Iron-air batteries (Fe-air batteries) are a sustainable and cost-effective energy storage solution. These batteries, made using abudant iron, excel in environmental friendliness, are produced using non-toxic materials, and have a high energy density ideal for both electric vehicles and grid storage.

Fe-air batteries have a long lifetime, with a high number of charge/discharge cycles, and posess inherent safety advantages over lithium-ion batteries. As a result, Fe-air batteries show promise in helping stabilize grids and to reduce reliance on rare, geopolitically sensitive materials. This makes them well suited for renewable energy integration and the development of a more sustainable energy future.

Figure 1a: SE image of a processed battery electrode sample. The sample is highly topographic on the submicron scale.

The research and optimization of complete iron-air battery material systems involves studying different deposition and cycling processes. One such process is the redistribution of elements, such as sulfur, during battery cycling. 

Here we present an example of material optimization, where the sulfur redistribution due to the cycling process could be detected via element mapping using a Bruker XFlash® 760 detector with a conventional EDS detection geometry.

In the non-cycled battery material sulfur is distributed homogenously (not shown here). This is in constrast to battery materials that have undergone cycling which, as demonstrated in these EDS maps, show significant redistribution and localized enrichment of sulfur. 

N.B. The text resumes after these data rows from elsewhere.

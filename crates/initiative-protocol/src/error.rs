//! Error types for the protocol layer.

/// Errors that can occur while encoding or decoding wire messages.
#[derive(Debug, thiserror::Error)]
pub enum ProtocolError {
    /// Serialization failed.
    #[cfg(feature = "json")]
    #[error("encode failed: {0}")]
    Encode(serde_json::Error),

    /// Deserialization failed: malformed JSON, an unknown `type`, or a
    /// `data` object with missing or mistyped fields.
    #[cfg(feature = "json")]
    #[error("decode failed: {0}")]
    Decode(serde_json::Error),

    /// The message decoded but breaks a protocol rule, e.g. a command sent
    /// before `join`.
    #[error("invalid message: {0}")]
    InvalidMessage(String),
}
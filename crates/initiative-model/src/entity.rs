//! Combatants: player characters and monsters.

use std::fmt;

use serde::{Deserialize, Serialize};
use uuid::Uuid;

// ---------------------------------------------------------------------------
// Identity types
// ---------------------------------------------------------------------------

/// A unique identifier for an entity.
///
/// Generated once when the entity is created and never changed. On the
/// wire it is the hyphenated UUID string.
#[derive(Debug, Clone, Copy, PartialEq, Eq, Hash, Serialize, Deserialize)]
#[serde(transparent)]
pub struct EntityId(Uuid);

impl EntityId {
    /// Generates a fresh random id.
    pub fn new() -> Self {
        Self(Uuid::new_v4())
    }
}

impl Default for EntityId {
    fn default() -> Self {
        Self::new()
    }
}

impl fmt::Display for EntityId {
    fn fmt(&self, f: &mut fmt::Formatter<'_>) -> fmt::Result {
        write!(f, "{}", self.0)
    }
}

impl std::str::FromStr for EntityId {
    type Err = uuid::Error;

    fn from_str(s: &str) -> Result<Self, Self::Err> {
        Uuid::parse_str(s).map(Self)
    }
}

/// What kind of combatant an entity is. Fixed at creation.
///
/// Serialized lowercase (`"player"` / `"monster"`) to match what the
/// browser client switches on.
#[derive(Debug, Clone, Copy, PartialEq, Eq, Hash, Serialize, Deserialize)]
#[serde(rename_all = "lowercase")]
pub enum EntityKind {
    Player,
    Monster,
}

impl EntityKind {
    /// Tie-break rank on equal initiative: players act before monsters.
    pub(crate) fn turn_rank(self) -> u8 {
        match self {
            Self::Player => 0,
            Self::Monster => 1,
        }
    }
}

impl fmt::Display for EntityKind {
    fn fmt(&self, f: &mut fmt::Formatter<'_>) -> fmt::Result {
        match self {
            Self::Player => f.write_str("player"),
            Self::Monster => f.write_str("monster"),
        }
    }
}

// ---------------------------------------------------------------------------
// Entity
// ---------------------------------------------------------------------------

/// One combatant in a group's turn order.
///
/// Hit points only mean something for monsters; players keep them at 0.
/// Both `hp` and `max_hp` are clamped to be non-negative on every write.
#[derive(Debug, Clone, PartialEq, Eq, Serialize, Deserialize)]
#[serde(rename_all = "camelCase")]
pub struct Entity {
    id: EntityId,
    name: String,
    #[serde(rename = "type")]
    kind: EntityKind,
    initiative: i32,
    bonus: i32,
    hp: i32,
    max_hp: i32,
    owner_uid: String,
    tags: Vec<String>,
}

impl Entity {
    /// Creates a player character owned by `owner_uid`.
    ///
    /// Negative initiative is clamped to 0.
    pub fn player(
        name: impl Into<String>,
        owner_uid: impl Into<String>,
        initiative: i32,
        bonus: i32,
    ) -> Self {
        Self {
            id: EntityId::new(),
            name: name.into(),
            kind: EntityKind::Player,
            initiative: initiative.max(0),
            bonus,
            hp: 0,
            max_hp: 0,
            owner_uid: owner_uid.into(),
            tags: Vec::new(),
        }
    }

    /// Creates a monster at full health (`hp == max_hp`).
    ///
    /// Negative initiative and hit points are clamped to 0.
    pub fn monster(
        name: impl Into<String>,
        hp: i32,
        bonus: i32,
        initiative: i32,
    ) -> Self {
        let hp = hp.max(0);
        Self {
            id: EntityId::new(),
            name: name.into(),
            kind: EntityKind::Monster,
            initiative: initiative.max(0),
            bonus,
            hp,
            max_hp: hp,
            owner_uid: String::new(),
            tags: Vec::new(),
        }
    }

    pub fn id(&self) -> EntityId {
        self.id
    }

    pub fn name(&self) -> &str {
        &self.name
    }

    pub fn kind(&self) -> EntityKind {
        self.kind
    }

    pub fn is_monster(&self) -> bool {
        self.kind == EntityKind::Monster
    }

    pub fn initiative(&self) -> i32 {
        self.initiative
    }

    pub fn bonus(&self) -> i32 {
        self.bonus
    }

    pub fn hp(&self) -> i32 {
        self.hp
    }

    pub fn max_hp(&self) -> i32 {
        self.max_hp
    }

    /// The uid of the player who added this entity. Empty for monsters.
    pub fn owner_uid(&self) -> &str {
        &self.owner_uid
    }

    /// Status conditions ("poisoned", "stunned", ...) in insertion order.
    pub fn tags(&self) -> &[String] {
        &self.tags
    }

    pub fn rename(&mut self, name: impl Into<String>) {
        self.name = name.into();
    }

    /// Overwrites both hit point values. Each is clamped to 0 on its own;
    /// `hp` may exceed `max_hp`.
    pub fn set_hp(&mut self, hp: i32, max_hp: i32) {
        self.hp = hp.max(0);
        self.max_hp = max_hp.max(0);
    }

    /// Subtracts `delta` from `hp`, flooring at 0.
    ///
    /// A negative `delta` heals. There is no ceiling at `max_hp`.
    pub fn apply_damage(&mut self, delta: i32) {
        self.hp = self.hp.saturating_sub(delta).max(0);
    }

    /// Adds a tag. Returns `false` if it was already present.
    pub fn add_tag(&mut self, tag: impl Into<String>) -> bool {
        let tag = tag.into();
        if self.tags.contains(&tag) {
            return false;
        }
        self.tags.push(tag);
        true
    }

    /// Removes a tag. Returns `false` if it was not present.
    pub fn remove_tag(&mut self, tag: &str) -> bool {
        let before = self.tags.len();
        self.tags.retain(|t| t != tag);
        self.tags.len() != before
    }

    /// Returns the copy of this entity a non-DM viewer may see.
    ///
    /// Monsters have `hp` and `max_hp` zeroed; players pass through.
    pub fn redacted(&self) -> Self {
        let mut view = self.clone();
        if view.is_monster() {
            view.hp = 0;
            view.max_hp = 0;
        }
        view
    }
}
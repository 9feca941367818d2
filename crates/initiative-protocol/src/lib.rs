//! Wire protocol for the initiative tracker.
//!
//! This crate defines the messages that travel between browser clients and
//! the gateway:
//!
//! - **Messages** ([`ClientMessage`], [`ServerMessage`], [`StateSnapshot`]):
//!   every frame is a JSON object `{ "type": ..., "data": ... }`.
//! - **Codec** ([`Codec`] trait, [`JsonCodec`]) - how those messages are
//!   converted to and from bytes.
//! - **Errors** ([`ProtocolError`]).
//!
//! ```text
//! Transport (bytes) → Protocol (ClientMessage) → Store / Hub
//! ```

mod codec;
mod error;
mod messages;

pub use codec::Codec;
#[cfg(feature = "json")]
pub use codec::JsonCodec;
pub use error::ProtocolError;
pub use messages::{ClientMessage, ServerMessage, StateSnapshot};
//! Subscriber registry and state broadcast.

use std::collections::{HashMap, HashSet};

use initiative_model::Group;
use initiative_protocol::{Codec, JsonCodec, ServerMessage, StateSnapshot};
use initiative_transport::ConnectionId;
use tokio::sync::RwLock;

use crate::{Delivery, HubError, Subscriber};

/// Outcome of one [`Hub::broadcast_state`] call.
#[derive(Debug, Clone, Copy, Default, PartialEq, Eq)]
pub struct BroadcastReport {
    /// Subscribers whose queue accepted the snapshot.
    pub delivered: usize,
    /// Subscribers skipped because their queue was full.
    pub dropped: usize,
    /// Subscribers whose connection is already closing.
    pub closed: usize,
}

/// Who is subscribed to what.
///
/// Group membership is a set of connection ids per code; the subscribers
/// themselves live in a separate map keyed by the same ids. A connection
/// follows at most one group.
#[derive(Default)]
struct Registry {
    groups: HashMap<String, HashSet<ConnectionId>>,
    connections: HashMap<ConnectionId, (String, Subscriber)>,
}

impl Registry {
    /// Removes `id` from `code`'s member set, dropping the set once empty.
    fn leave(&mut self, code: &str, id: ConnectionId) {
        if let Some(members) = self.groups.get_mut(code) {
            members.remove(&id);
            if members.is_empty() {
                self.groups.remove(code);
            }
        }
    }
}

/// Fans state snapshots out to every connection following a group.
///
/// The registry has its own `RwLock`, independent of the store's.
/// Broadcasting only takes the shared lock; subscribe/unsubscribe take the
/// exclusive one briefly.
pub struct Hub<C: Codec = JsonCodec> {
    registry: RwLock<Registry>,
    codec: C,
}

impl Hub<JsonCodec> {
    /// Creates an empty hub speaking JSON.
    pub fn new() -> Self {
        Self::with_codec(JsonCodec)
    }
}

impl Default for Hub<JsonCodec> {
    fn default() -> Self {
        Self::new()
    }
}

impl<C: Codec> Hub<C> {
    /// Creates an empty hub that encodes with `codec`.
    pub fn with_codec(codec: C) -> Self {
        Self {
            registry: RwLock::new(Registry::default()),
            codec,
        }
    }

    /// Registers `subscriber` as a follower of group `code`.
    ///
    /// If the connection already followed another group it is moved.
    pub async fn subscribe(&self, code: &str, subscriber: Subscriber) {
        let id = subscriber.id();
        let mut registry = self.registry.write().await;

        if let Some((previous, _)) = registry.connections.remove(&id) {
            registry.leave(&previous, id);
        }
        registry
            .groups
            .entry(code.to_string())
            .or_default()
            .insert(id);
        tracing::info!(
            %code,
            connection_id = %id,
            uid = %subscriber.uid(),
            is_dm = subscriber.is_dm(),
            subscribers = registry.groups[code].len(),
            "subscriber joined"
        );
        registry
            .connections
            .insert(id, (code.to_string(), subscriber));
    }

    /// Removes a connection from group `code`.
    ///
    /// Removing the last subscriber drops the group's entry from the
    /// registry. The combat group itself is not touched. Returns `false`
    /// if the connection was not subscribed to `code`.
    pub async fn unsubscribe(&self, code: &str, id: ConnectionId) -> bool {
        let mut registry = self.registry.write().await;

        let follows_code = matches!(
            registry.connections.get(&id),
            Some((current, _)) if current == code
        );
        if !follows_code {
            return false;
        }
        registry.connections.remove(&id);
        registry.leave(code, id);
        tracing::info!(%code, connection_id = %id, "subscriber left");
        true
    }

    /// Pushes the current state of `group` to everyone following it.
    ///
    /// DM subscribers get the full snapshot; all others get the redacted
    /// one. Each variant is encoded at most once. Never waits on a slow
    /// subscriber.
    pub async fn broadcast_state(&self, group: &Group) -> Result<BroadcastReport, HubError> {
        let code = group.code();
        let registry = self.registry.read().await;
        let mut report = BroadcastReport::default();

        let Some(members) = registry.groups.get(code) else {
            return Ok(report);
        };

        let mut full: Option<Vec<u8>> = None;
        let mut redacted: Option<Vec<u8>> = None;

        for id in members {
            let Some((_, subscriber)) = registry.connections.get(id) else {
                continue;
            };

            let slot = if subscriber.is_dm() { &mut full } else { &mut redacted };
            if slot.is_none() {
                let snapshot = StateSnapshot::for_viewer(group, subscriber.is_dm());
                *slot = Some(self.codec.encode(&ServerMessage::State(snapshot))?);
            }
            let Some(frame) = slot.clone() else {
                continue;
            };

            match subscriber.offer(frame) {
                Delivery::Queued => report.delivered += 1,
                Delivery::Dropped => {
                    report.dropped += 1;
                    tracing::warn!(
                        %code,
                        connection_id = %id,
                        uid = %subscriber.uid(),
                        "slow subscriber, dropping state update"
                    );
                }
                Delivery::Closed => {
                    report.closed += 1;
                    tracing::debug!(%code, connection_id = %id, "subscriber queue closed");
                }
            }
        }

        tracing::debug!(
            %code,
            round = group.round(),
            turn = group.turn_index(),
            delivered = report.delivered,
            dropped = report.dropped,
            "state broadcast"
        );
        Ok(report)
    }

    /// Sends one message to a single connection, with the same
    /// never-wait policy as [`broadcast_state`](Self::broadcast_state).
    ///
    /// Returns `None` if the connection is not registered.
    pub async fn send_to(
        &self,
        id: ConnectionId,
        message: &ServerMessage,
    ) -> Result<Option<Delivery>, HubError> {
        let registry = self.registry.read().await;
        let Some((_, subscriber)) = registry.connections.get(&id) else {
            return Ok(None);
        };
        let delivery = subscriber.offer(self.codec.encode(message)?);
        if delivery == Delivery::Dropped {
            tracing::warn!(connection_id = %id, "slow subscriber, dropping direct message");
        }
        Ok(Some(delivery))
    }

    /// Number of connections following `code`.
    pub async fn subscriber_count(&self, code: &str) -> usize {
        self.registry
            .read()
            .await
            .groups
            .get(code)
            .map_or(0, HashSet::len)
    }

    /// Number of groups with at least one subscriber.
    pub async fn group_count(&self) -> usize {
        self.registry.read().await.groups.len()
    }
}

Figure 1b: EDS element maps with SE image overlay acquired using a Bruker XFlash® 760 EDS detector. Redistribution and enrichment of sulfur on the sample surface can be detected.

Seeing within Intragranular Spaces using the Annular XFlash® FlatQUAD Detector

EDS analysis of samples with a grain structure on the micrometer scale without any preceding sample preparation (mechanical or FIB polishing) will always be affected by shadowing, especially when performing a low-kV analysis or detecting light elements.

Annular EDS detectors such as Bruker's XFlash® FlatQUAD, eliminate this issue, as the significantly higher take off angle allows visualization of signals from inbetween grains. This, combined with the detector's high sensitivity, enables analysts to detect and visualize element inhomogeneities in a much more efficient way.  

Below a direct comparison of EDS maps acquired using a conventional detector (Bruker XFlash® 760) and annular detector (Bruker XFlash® FlatQUAD) can be seen.

These maps demonstrate the unmatched sensitivity of the FlatQUAD detector when mapping complex sample structures as well as the ability for the system to see in between grains with no need for sample preparation. In the elemental maps acquired using FlatQUAD the local enrichment of sulfur can be seen within intragranular spaces. 

Figure 2a: EDS maps without SE image overlay acquired using a Bruker XFlash® 760 EDS detector. Sulfur and iron can be detected, however the sulfur distribution maps are affected by shadowing of the grainy sample structure.
Figure 2b: EDS maps without SE image overlay acquired using a Bruker XFlash® FlatQUAD detector. Sulfur and iron can be detected and mapped clearly. The maps show the presence of sulfur in intragranular spaces, proving the occurrence of chemical redistribution on the microscale during cycling.